Thus the answer is 9, option D

Megan :idea:

Bunuel wrote:
As asked I'm combining all the problems from Tough & tricky problems in single thread. Here are the first ten questions. Next set and solutions to these ten will follow in couple of hours.

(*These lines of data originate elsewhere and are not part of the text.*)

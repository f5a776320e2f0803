//! Binance USD-M Futures REST client
//!
//! Async client covering market data, order management, account and
//! user-data-stream endpoints of the Binance USD-M futures API, with
//! HMAC-SHA256 request signing and client-side parameter checks.
//!
//! Responses are returned as `serde_json::Value`; callers pick out the
//! fields they need.

pub mod account;
pub mod auth;
pub mod client;
pub mod config;
pub mod error;
pub mod market;
pub mod request;
pub mod stream;
pub mod trade;
pub mod transport;
pub mod types;
pub mod validate;

pub use auth::{sign_request, Credentials};
pub use client::{FuturesClient, API_KEY_HEADER};
pub use config::ClientConfig;
pub use error::{FapiError, Result};
pub use request::{Host, Method, Params, RequestSpec, Security, Timing};
pub use trade::{ModifyOrder, NewOrder};
pub use transport::{HttpRequest, HttpResponse, ReqwestTransport, Transport};
pub use types::*;
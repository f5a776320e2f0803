//! Authentication utilities for the Binance futures API
//!
//! Signed endpoints carry `signature=<hex HMAC-SHA256>` computed over the
//! URL-encoded parameter string with the API secret as the key.

use hmac::{Hmac, Mac};
use sha2::Sha256;

use crate::error::{FapiError, Result};

type HmacSha256 = Hmac<Sha256>;

/// Environment variable holding the API key
pub const API_KEY_ENV: &str = "BINANCE_API_KEY";

/// Environment variable holding the API secret
pub const API_SECRET_ENV: &str = "BINANCE_API_SECRET";

/// Generate the hex-encoded HMAC-SHA256 signature of a query string
///
/// # Example
///
/// ```
/// use binance_fapi::auth::sign_request;
///
/// let signature = sign_request("symbol=BTCUSDT&timestamp=1499827319559", "secret");
/// assert_eq!(signature.len(), 64);
/// ```
pub fn sign_request(payload: &str, secret: &str) -> String {
    let mut mac =
        HmacSha256::new_from_slice(secret.as_bytes()).expect("HMAC can take key of any size");
    mac.update(payload.as_bytes());
    hex::encode(mac.finalize().into_bytes())
}

/// Check a `signature` value against the payload it was computed over
///
/// The client never verifies its own signatures. This is for callers that
/// inspect already signed requests, such as a recording [`Transport`]
/// in tests.
///
/// [`Transport`]: crate::transport::Transport
pub fn verify_signature(payload: &str, secret: &str, signature: &str) -> bool {
    let computed = sign_request(payload, secret);
    constant_time_eq(computed.as_bytes(), signature.as_bytes())
}

fn constant_time_eq(a: &[u8], b: &[u8]) -> bool {
    if a.len() != b.len() {
        return false;
    }

    let mut result = 0u8;
    for (x, y) in a.iter().zip(b.iter()) {
        result |= x ^ y;
    }
    result == 0
}

/// API key and secret, fixed for the lifetime of a client
#[derive(Clone)]
pub struct Credentials {
    api_key: String,
    api_secret: String,
}

impl Credentials {
    pub fn new(api_key: impl Into<String>, api_secret: impl Into<String>) -> Self {
        Self {
            api_key: api_key.into(),
            api_secret: api_secret.into(),
        }
    }

    /// Load credentials from the environment
    ///
    /// A `.env` file in the working directory is honoured. Looks for
    /// `BINANCE_API_KEY` and `BINANCE_API_SECRET`.
    pub fn from_env() -> Result<Self> {
        dotenv::dotenv().ok();

        let api_key = std::env::var(API_KEY_ENV)
            .map_err(|_| FapiError::Config(format!("{} is not set", API_KEY_ENV)))?;
        let api_secret = std::env::var(API_SECRET_ENV)
            .map_err(|_| FapiError::Config(format!("{} is not set", API_SECRET_ENV)))?;

        Ok(Self::new(api_key, api_secret))
    }

    pub fn api_key(&self) -> &str {
        &self.api_key
    }

    /// Sign a canonical query string with this secret
    pub fn sign(&self, payload: &str) -> String {
        sign_request(payload, &self.api_secret)
    }
}

impl std::fmt::Debug for Credentials {
    fn fmt(&self, f: &mut std::fmt::Formatter<'_>) -> std::fmt::Result {
        f.debug_struct("Credentials")
            .field("api_key", &self.api_key)
            .field("api_secret", &"<redacted>")
            .finish()
    }
}

#[cfg(test)]
mod tests {
    use super::*;

    #[test]
    fn test_sign_known_vector() {
        // Example from the Binance signed endpoint documentation
        let secret = "NhqPtmdSJYdKjVHjA7PZj4Mge3R5YNiP1e3UZjInClVN65XAbvqqM6A7H5fATj0j";
        let query = "symbol=LTCBTC&side=BUY&type=LIMIT&timeInForce=GTC&quantity=1&price=0.1&recvWindow=5000&timestamp=1499827319559";

        assert_eq!(
            sign_request(query, secret),
            "c8db56825ae71d6d79447849e617115f4a920fa2acdcab2b053c4b2838bd6b71"
        );
    }

    #[test]
    fn test_sign_is_lowercase_hex() {
        let signature = sign_request("symbol=BTCUSDT", "test_secret");

        assert_eq!(signature.len(), 64);
        assert!(signature
            .chars()
            .all(|c| c.is_ascii_digit() || ('a'..='f').contains(&c)));
    }

    #[test]
    fn test_sign_consistency() {
        let sig1 = sign_request("symbol=BTCUSDT&leverage=10", "test_secret");
        let sig2 = sign_request("symbol=BTCUSDT&leverage=10", "test_secret");
        assert_eq!(sig1, sig2);
    }

    #[test]
    fn test_different_inputs_produce_different_signatures() {
        let base = sign_request("symbol=BTCUSDT&leverage=10", "secret1");

        assert_ne!(base, sign_request("symbol=BTCUSDT&leverage=10", "secret2"));
        assert_ne!(base, sign_request("symbol=BTCUSDT&leverage=11", "secret1"));
        assert_ne!(base, sign_request("leverage=10&symbol=BTCUSDT", "secret1"));
    }

    #[test]
    fn test_verify_signature() {
        let payload = "symbol=BTCUSDT&timestamp=1234567890";
        let signature = sign_request(payload, "test_secret");

        assert!(verify_signature(payload, "test_secret", &signature));
        assert!(!verify_signature(payload, "other_secret", &signature));
        assert!(!verify_signature(payload, "test_secret", "deadbeef"));
    }

    #[test]
    fn test_constant_time_eq() {
        assert!(constant_time_eq(b"hello", b"hello"));
        assert!(!constant_time_eq(b"hello", b"world"));
        assert!(!constant_time_eq(b"hello", b"hell"));
        assert!(constant_time_eq(b"", b""));
    }

    #[test]
    fn test_credentials_sign_matches_free_function() {
        let creds = Credentials::new("my_key", "my_secret");
        assert_eq!(creds.api_key(), "my_key");
        assert_eq!(creds.sign("a=1"), sign_request("a=1", "my_secret"));
    }

    #[test]
    fn test_debug_hides_secret() {
        let creds = Credentials::new("my_key", "super_secret_value");
        let printed = format!("{:?}", creds);

        assert!(printed.contains("my_key"));
        assert!(!printed.contains("super_secret_value"));
    }
}
//! Public market data endpoints
//!
//! No API key required except for `historical_trades`, which the exchange
//! scopes to a key.

use serde_json::Value;
use tracing::debug;

use crate::client::FuturesClient;
use crate::error::Result;
use crate::request::{Method, Params, RequestSpec};
use crate::types::{ContractType, KlineInterval, ServerTime, StatsPeriod};
use crate::validate::{
    check_one_of, check_range_opt, require_non_empty, DEPTH_LIMITS, FUNDING_RATE_LIMIT,
    KLINES_LIMIT, LVT_KLINES_LIMIT, STATS_LIMIT, TRADES_LIMIT,
};

/// Parameters shared by kline-style endpoints, in wire order after the
/// endpoint-specific leading fields
fn push_kline_window(
    params: &mut Params,
    start_time: Option<i64>,
    end_time: Option<i64>,
    limit: Option<u32>,
) -> Result<()> {
    check_range_opt("limit", limit, &KLINES_LIMIT)?;
    params
        .push_opt("limit", limit)
        .push_opt("startTime", start_time)
        .push_opt("endTime", end_time);
    Ok(())
}

fn symbol_only(symbol: Option<&str>) -> Params {
    let mut params = Params::new();
    params.push_str_opt("symbol", symbol);
    params
}

impl FuturesClient {
    /// Test connectivity
    ///
    /// GET /fapi/v1/ping
    pub async fn ping(&self) -> Result<()> {
        self.execute(RequestSpec::public(Method::Get, "/fapi/v1/ping", Params::new()))
            .await?;
        Ok(())
    }

    /// Current server time in milliseconds
    ///
    /// GET /fapi/v1/time
    pub async fn server_time(&self) -> Result<i64> {
        let response: ServerTime = self
            .execute_typed(RequestSpec::public(Method::Get, "/fapi/v1/time", Params::new()))
            .await?;
        Ok(response.server_time)
    }

    /// Trading rules and symbol metadata
    ///
    /// GET /fapi/v1/exchangeInfo
    pub async fn exchange_info(&self) -> Result<Value> {
        self.execute(RequestSpec::public(Method::Get, "/fapi/v1/exchangeInfo", Params::new()))
            .await
    }

    /// Order book snapshot
    ///
    /// GET /fapi/v1/depth
    ///
    /// # Arguments
    /// * `symbol` - Trading pair (e.g., "BTCUSDT")
    /// * `limit` - One of 5, 10, 20, 50, 100, 500, 1000
    pub async fn depth(&self, symbol: &str, limit: Option<u32>) -> Result<Value> {
        require_non_empty("symbol", symbol)?;
        if let Some(limit) = limit {
            check_one_of("limit", limit, &DEPTH_LIMITS)?;
        }

        let mut params = Params::new();
        params.push("symbol", symbol).push_opt("limit", limit);

        debug!(symbol = %symbol, limit = ?limit, "Fetching depth snapshot");
        self.execute(RequestSpec::public(Method::Get, "/fapi/v1/depth", params))
            .await
    }

    /// Recent market trades
    ///
    /// GET /fapi/v1/trades
    pub async fn recent_trades(&self, symbol: &str, limit: Option<u32>) -> Result<Value> {
        require_non_empty("symbol", symbol)?;
        check_range_opt("limit", limit, &TRADES_LIMIT)?;

        let mut params = Params::new();
        params.push("symbol", symbol).push_opt("limit", limit);

        self.execute(RequestSpec::public(Method::Get, "/fapi/v1/trades", params))
            .await
    }

    /// Older market trades, starting from `from_id` when given
    ///
    /// GET /fapi/v1/historicalTrades (API key required)
    pub async fn historical_trades(
        &self,
        symbol: &str,
        limit: Option<u32>,
        from_id: Option<i64>,
    ) -> Result<Value> {
        require_non_empty("symbol", symbol)?;
        check_range_opt("limit", limit, &TRADES_LIMIT)?;

        let mut params = Params::new();
        params
            .push("symbol", symbol)
            .push_opt("limit", limit)
            .push_opt("fromId", from_id);

        self.execute(RequestSpec::keyed(Method::Get, "/fapi/v1/historicalTrades", params))
            .await
    }

    /// Compressed/aggregate trades
    ///
    /// GET /fapi/v1/aggTrades
    pub async fn agg_trades(
        &self,
        symbol: &str,
        from_id: Option<i64>,
        start_time: Option<i64>,
        end_time: Option<i64>,
        limit: Option<u32>,
    ) -> Result<Value> {
        require_non_empty("symbol", symbol)?;
        check_range_opt("limit", limit, &TRADES_LIMIT)?;

        let mut params = Params::new();
        params
            .push("symbol", symbol)
            .push_opt("limit", limit)
            .push_opt("fromId", from_id)
            .push_opt("startTime", start_time)
            .push_opt("endTime", end_time);

        self.execute(RequestSpec::public(Method::Get, "/fapi/v1/aggTrades", params))
            .await
    }

    /// Candlesticks for a symbol
    ///
    /// GET /fapi/v1/klines
    ///
    /// # Arguments
    /// * `symbol` - Trading pair (e.g., "BTCUSDT")
    /// * `interval` - Candle interval
    /// * `start_time` - Optional start time in milliseconds
    /// * `end_time` - Optional end time in milliseconds
    /// * `limit` - Optional number of klines (1..=1500)
    pub async fn klines(
        &self,
        symbol: &str,
        interval: KlineInterval,
        start_time: Option<i64>,
        end_time: Option<i64>,
        limit: Option<u32>,
    ) -> Result<Value> {
        require_non_empty("symbol", symbol)?;

        let mut params = Params::new();
        params.push("symbol", symbol).push("interval", interval);
        push_kline_window(&mut params, start_time, end_time, limit)?;

        debug!(symbol = %symbol, interval = %interval, limit = ?limit, "Fetching klines");
        self.execute(RequestSpec::public(Method::Get, "/fapi/v1/klines", params))
            .await
    }

    /// Candlesticks for a continuous contract of a pair
    ///
    /// GET /fapi/v1/continuousKlines
    pub async fn continuous_klines(
        &self,
        pair: &str,
        contract_type: ContractType,
        interval: KlineInterval,
        start_time: Option<i64>,
        end_time: Option<i64>,
        limit: Option<u32>,
    ) -> Result<Value> {
        require_non_empty("pair", pair)?;

        let mut params = Params::new();
        params
            .push("pair", pair)
            .push("contractType", contract_type)
            .push("interval", interval);
        push_kline_window(&mut params, start_time, end_time, limit)?;

        self.execute(RequestSpec::public(Method::Get, "/fapi/v1/continuousKlines", params))
            .await
    }

    /// Index price candlesticks for a pair
    ///
    /// GET /fapi/v1/indexPriceKlines
    pub async fn index_price_klines(
        &self,
        pair: &str,
        interval: KlineInterval,
        start_time: Option<i64>,
        end_time: Option<i64>,
        limit: Option<u32>,
    ) -> Result<Value> {
        require_non_empty("pair", pair)?;

        let mut params = Params::new();
        params.push("pair", pair).push("interval", interval);
        push_kline_window(&mut params, start_time, end_time, limit)?;

        self.execute(RequestSpec::public(Method::Get, "/fapi/v1/indexPriceKlines", params))
            .await
    }

    /// Mark price candlesticks for a symbol
    ///
    /// GET /fapi/v1/markPriceKlines
    pub async fn mark_price_klines(
        &self,
        symbol: &str,
        interval: KlineInterval,
        start_time: Option<i64>,
        end_time: Option<i64>,
        limit: Option<u32>,
    ) -> Result<Value> {
        require_non_empty("symbol", symbol)?;

        let mut params = Params::new();
        params.push("symbol", symbol).push("interval", interval);
        push_kline_window(&mut params, start_time, end_time, limit)?;

        self.execute(RequestSpec::public(Method::Get, "/fapi/v1/markPriceKlines", params))
            .await
    }

    /// Mark price and funding rate; all symbols when `symbol` is `None`
    ///
    /// GET /fapi/v1/premiumIndex
    pub async fn premium_index(&self, symbol: Option<&str>) -> Result<Value> {
        self.execute(RequestSpec::public(
            Method::Get,
            "/fapi/v1/premiumIndex",
            symbol_only(symbol),
        ))
        .await
    }

    /// Funding rate history
    ///
    /// GET /fapi/v1/fundingRate
    pub async fn funding_rate(
        &self,
        symbol: Option<&str>,
        start_time: Option<i64>,
        end_time: Option<i64>,
        limit: Option<u32>,
    ) -> Result<Value> {
        check_range_opt("limit", limit, &FUNDING_RATE_LIMIT)?;

        let mut params = symbol_only(symbol);
        params
            .push_opt("startTime", start_time)
            .push_opt("endTime", end_time)
            .push_opt("limit", limit);

        self.execute(RequestSpec::public(Method::Get, "/fapi/v1/fundingRate", params))
            .await
    }

    /// 24 hour rolling window price change statistics
    ///
    /// GET /fapi/v1/ticker/24hr
    pub async fn ticker_24hr(&self, symbol: Option<&str>) -> Result<Value> {
        self.execute(RequestSpec::public(
            Method::Get,
            "/fapi/v1/ticker/24hr",
            symbol_only(symbol),
        ))
        .await
    }

    /// Latest price
    ///
    /// GET /fapi/v1/ticker/price
    pub async fn ticker_price(&self, symbol: Option<&str>) -> Result<Value> {
        self.execute(RequestSpec::public(
            Method::Get,
            "/fapi/v1/ticker/price",
            symbol_only(symbol),
        ))
        .await
    }

    /// Best bid/ask on the order book
    ///
    /// GET /fapi/v1/ticker/bookTicker
    pub async fn book_ticker(&self, symbol: Option<&str>) -> Result<Value> {
        self.execute(RequestSpec::public(
            Method::Get,
            "/fapi/v1/ticker/bookTicker",
            symbol_only(symbol),
        ))
        .await
    }

    /// Present open interest of a symbol
    ///
    /// GET /fapi/v1/openInterest
    pub async fn open_interest(&self, symbol: &str) -> Result<Value> {
        require_non_empty("symbol", symbol)?;

        let mut params = Params::new();
        params.push("symbol", symbol);

        self.execute(RequestSpec::public(Method::Get, "/fapi/v1/openInterest", params))
            .await
    }

    /// Shared builder for the `/futures/data` statistics family
    async fn futures_data(
        &self,
        path: &'static str,
        symbol: &str,
        period: StatsPeriod,
        limit: Option<u32>,
        start_time: Option<i64>,
        end_time: Option<i64>,
    ) -> Result<Value> {
        require_non_empty("symbol", symbol)?;
        check_range_opt("limit", limit, &STATS_LIMIT)?;

        let mut params = Params::new();
        params
            .push("symbol", symbol)
            .push("period", period)
            .push_opt("limit", limit)
            .push_opt("startTime", start_time)
            .push_opt("endTime", end_time);

        self.execute(RequestSpec::public(Method::Get, path, params))
            .await
    }

    /// Open interest history
    ///
    /// GET /futures/data/openInterestHist
    pub async fn open_interest_hist(
        &self,
        symbol: &str,
        period: StatsPeriod,
        limit: Option<u32>,
        start_time: Option<i64>,
        end_time: Option<i64>,
    ) -> Result<Value> {
        self.futures_data(
            "/futures/data/openInterestHist",
            symbol,
            period,
            limit,
            start_time,
            end_time,
        )
        .await
    }

    /// Top trader long/short ratio (accounts)
    ///
    /// GET /futures/data/topLongShortAccountRatio
    pub async fn top_long_short_account_ratio(
        &self,
        symbol: &str,
        period: StatsPeriod,
        limit: Option<u32>,
        start_time: Option<i64>,
        end_time: Option<i64>,
    ) -> Result<Value> {
        self.futures_data(
            "/futures/data/topLongShortAccountRatio",
            symbol,
            period,
            limit,
            start_time,
            end_time,
        )
        .await
    }

    /// Top trader long/short ratio (positions)
    ///
    /// GET /futures/data/topLongShortPositionRatio
    pub async fn top_long_short_position_ratio(
        &self,
        symbol: &str,
        period: StatsPeriod,
        limit: Option<u32>,
        start_time: Option<i64>,
        end_time: Option<i64>,
    ) -> Result<Value> {
        self.futures_data(
            "/futures/data/topLongShortPositionRatio",
            symbol,
            period,
            limit,
            start_time,
            end_time,
        )
        .await
    }

    /// Global long/short account ratio
    ///
    /// GET /futures/data/globalLongShortAccountRatio
    pub async fn global_long_short_account_ratio(
        &self,
        symbol: &str,
        period: StatsPeriod,
        limit: Option<u32>,
        start_time: Option<i64>,
        end_time: Option<i64>,
    ) -> Result<Value> {
        self.futures_data(
            "/futures/data/globalLongShortAccountRatio",
            symbol,
            period,
            limit,
            start_time,
            end_time,
        )
        .await
    }

    /// Taker buy/sell volume ratio
    ///
    /// GET /futures/data/takerlongshortRatio
    pub async fn taker_long_short_ratio(
        &self,
        symbol: &str,
        period: StatsPeriod,
        limit: Option<u32>,
        start_time: Option<i64>,
        end_time: Option<i64>,
    ) -> Result<Value> {
        self.futures_data(
            "/futures/data/takerlongshortRatio",
            symbol,
            period,
            limit,
            start_time,
            end_time,
        )
        .await
    }

    /// Leveraged token NAV candlesticks
    ///
    /// GET /fapi/v1/lvtKlines
    pub async fn lvt_klines(
        &self,
        symbol: &str,
        interval: KlineInterval,
        start_time: Option<i64>,
        end_time: Option<i64>,
        limit: Option<u32>,
    ) -> Result<Value> {
        require_non_empty("symbol", symbol)?;
        check_range_opt("limit", limit, &LVT_KLINES_LIMIT)?;

        let mut params = Params::new();
        params
            .push("symbol", symbol)
            .push("interval", interval)
            .push_opt("startTime", start_time)
            .push_opt("endTime", end_time)
            .push_opt("limit", limit);

        self.execute(RequestSpec::public(Method::Get, "/fapi/v1/lvtKlines", params))
            .await
    }

    /// Composite index constituents
    ///
    /// GET /fapi/v1/indexInfo
    pub async fn index_info(&self, symbol: Option<&str>) -> Result<Value> {
        self.execute(RequestSpec::public(
            Method::Get,
            "/fapi/v1/indexInfo",
            symbol_only(symbol),
        ))
        .await
    }

    /// Multi-assets mode asset index
    ///
    /// GET /fapi/v1/assetIndex
    pub async fn asset_index(&self, symbol: Option<&str>) -> Result<Value> {
        self.execute(RequestSpec::public(
            Method::Get,
            "/fapi/v1/assetIndex",
            symbol_only(symbol),
        ))
        .await
    }
}
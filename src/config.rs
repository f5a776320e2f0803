//! Client configuration
//!
//! Hosts, transport timeout and the defaults applied to the
//! `recvWindow`/`timestamp` pair of signed requests.

use std::time::Duration;

/// Base URL for the USD-M futures REST API
pub const FUTURES_BASE_URL: &str = "https://fapi.binance.com";

/// Base URL for the general (spot/wallet) REST API
pub const GENERAL_BASE_URL: &str = "https://api.binance.com";

/// Futures testnet base URL
pub const FUTURES_TESTNET_URL: &str = "https://testnet.binancefuture.com";

/// General testnet base URL
pub const GENERAL_TESTNET_URL: &str = "https://testnet.binance.vision";

/// Client configuration
#[derive(Debug, Clone)]
pub struct ClientConfig {
    /// Host serving `/fapi` and `/futures/data` paths
    pub futures_base_url: String,
    /// Host serving `/api` and `/sapi` paths
    pub general_base_url: String,
    /// Request timeout enforced by the HTTP transport
    pub timeout: Duration,
    /// Fill a missing `timestamp` with the current time on signed requests
    pub stamp_timestamps: bool,
    /// `recvWindow` used when a signed request does not set one
    pub default_recv_window: Option<u64>,
}

impl Default for ClientConfig {
    fn default() -> Self {
        Self {
            futures_base_url: FUTURES_BASE_URL.to_string(),
            general_base_url: GENERAL_BASE_URL.to_string(),
            timeout: Duration::from_secs(30),
            stamp_timestamps: false,
            default_recv_window: None,
        }
    }
}

impl ClientConfig {
    /// Configuration pointing at the public testnets
    pub fn testnet() -> Self {
        Self {
            futures_base_url: FUTURES_TESTNET_URL.to_string(),
            general_base_url: GENERAL_TESTNET_URL.to_string(),
            ..Self::default()
        }
    }

    /// Set request timeout
    pub fn with_timeout(mut self, timeout: Duration) -> Self {
        self.timeout = timeout;
        self
    }

    /// Override the futures host (trailing slashes are dropped)
    pub fn with_futures_base_url(mut self, url: impl Into<String>) -> Self {
        self.futures_base_url = trim_base(url.into());
        self
    }

    /// Override the general host (trailing slashes are dropped)
    pub fn with_general_base_url(mut self, url: impl Into<String>) -> Self {
        self.general_base_url = trim_base(url.into());
        self
    }

    /// Stamp signed requests that carry no explicit timestamp
    pub fn with_stamp_timestamps(mut self, enabled: bool) -> Self {
        self.stamp_timestamps = enabled;
        self
    }

    /// Default `recvWindow` in milliseconds for signed requests
    pub fn with_default_recv_window(mut self, recv_window_ms: u64) -> Self {
        self.default_recv_window = Some(recv_window_ms);
        self
    }
}

fn trim_base(url: String) -> String {
    url.trim_end_matches('/').to_string()
}

#[cfg(test)]
mod tests {
    use super::*;

    #[test]
    fn test_client_config_default() {
        let config = ClientConfig::default();
        assert_eq!(config.futures_base_url, "https://fapi.binance.com");
        assert_eq!(config.general_base_url, "https://api.binance.com");
        assert_eq!(config.timeout, Duration::from_secs(30));
        assert!(!config.stamp_timestamps);
        assert!(config.default_recv_window.is_none());
    }

    #[test]
    fn test_client_config_builder() {
        let config = ClientConfig::default()
            .with_timeout(Duration::from_secs(5))
            .with_futures_base_url("http://127.0.0.1:8080/")
            .with_general_base_url("http://127.0.0.1:8081")
            .with_stamp_timestamps(true)
            .with_default_recv_window(5000);

        assert_eq!(config.timeout, Duration::from_secs(5));
        assert_eq!(config.futures_base_url, "http://127.0.0.1:8080");
        assert_eq!(config.general_base_url, "http://127.0.0.1:8081");
        assert!(config.stamp_timestamps);
        assert_eq!(config.default_recv_window, Some(5000));
    }

    #[test]
    fn test_testnet_urls() {
        let config = ClientConfig::testnet();
        assert_eq!(config.futures_base_url, FUTURES_TESTNET_URL);
        assert_eq!(config.general_base_url, GENERAL_TESTNET_URL);
        assert_eq!(config.timeout, Duration::from_secs(30));
    }
}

1. THE SUM OF EVEN INTEGERS:
The sum of the even numbers between 1 and k is 79*80, where k is an odd number, then k=?

(A) 79
(B) 80
(C) 81
(D) 157
(E) 159

2. THE PRICE OF BUSHEL:
The price of a bushel of corn is currently $3.20, and the price of a peck of wheat is $5.80. The price of corn is increasing at a constant rate of 5x cents per day while the price of wheat is decreasing at a constant rate of 2^1/2*x-x cents per day. What is the approximate price when a bushel of corn costs the same amount as a peck of wheat?

(A) $4.50
(B) $5.10
(C) $5.30
(D) $5.50
(E) $5.60

3. LEAP YEAR:
How many randomly assembled people are needed to have a better than 50% probability that at least 1 of them was born in a leap year?

A. 1
B. 2
C. 3
D. 4
E. 5

4. ADDITION PROBLEM:
AB + CD = AAA, where AB and CD are two-digit numbers and AAA is a three digit number; A, B, C, and D are distinct positive integers. In the addition problem above, what is the value of C?

(A) 1

(B) 3

(C) 7

(D) 9

(E) Cannot be determined

5. RACE:
A and B ran, at their respective constant rates, a race of 480 m. In the first heat, A gives B a head start of 48 m and beats him by 1/10th of a minute. In the second heat, A gives B a head start of 144 m and is beaten by 1/30th of a minute. What is B’s speed in m/s?
(A) 12
(B) 14
(C) 16
(D) 18
(E) 20

6. PROBABILITY OF DRAWING:
A bag contains 3 red, 4 black and 2 white balls. What is the probability of drawing a red and a white ball in two successive draws, each ball being put back after it is drawn?
(A) 2/27
(B) 1/9
(C) 1/3
(D) 4/27
(E) 2/9

7. THE DISTANCE BETWEEN THE CIRCLE AND THE LINE:
What is the least possible distance between a point on the circle x^2 + y^2 = 1 and a point on the line y = 3/4*x - 3?

A) 1.4
B) sqrt (2)
C) 1.7
D) sqrt (3)
E) 2.0

8. THE AVERAGE TEMPERATURE:
The average of temperatures at noontime from Monday to Friday is 50; the lowest one is 45, what is the possible maximum range of the temperatures?

A. 20
B. 25
C. 40
D. 45
E. 75

9. PROBABILITY OF INTEGER BEING DIVISIBLE BY 8:
If n is an integer from 1 to 96 (inclusive), what is the probability for n*(n+1)*(n+2) being divisible by 8?

A. 25%
B 50%
C 62.5%
D. 72.5%
E. 75%

10. SUM OF INTEGERS:
If the sum of five consecutive positive integers is A, then the sum of the next five consecutive integers in terms of A is:

A. A+1 inquiry
B. A+5
C A+25
D 2A
E. 5A

THE OA WITH SOLUTIONS WILL BE PROVIDED.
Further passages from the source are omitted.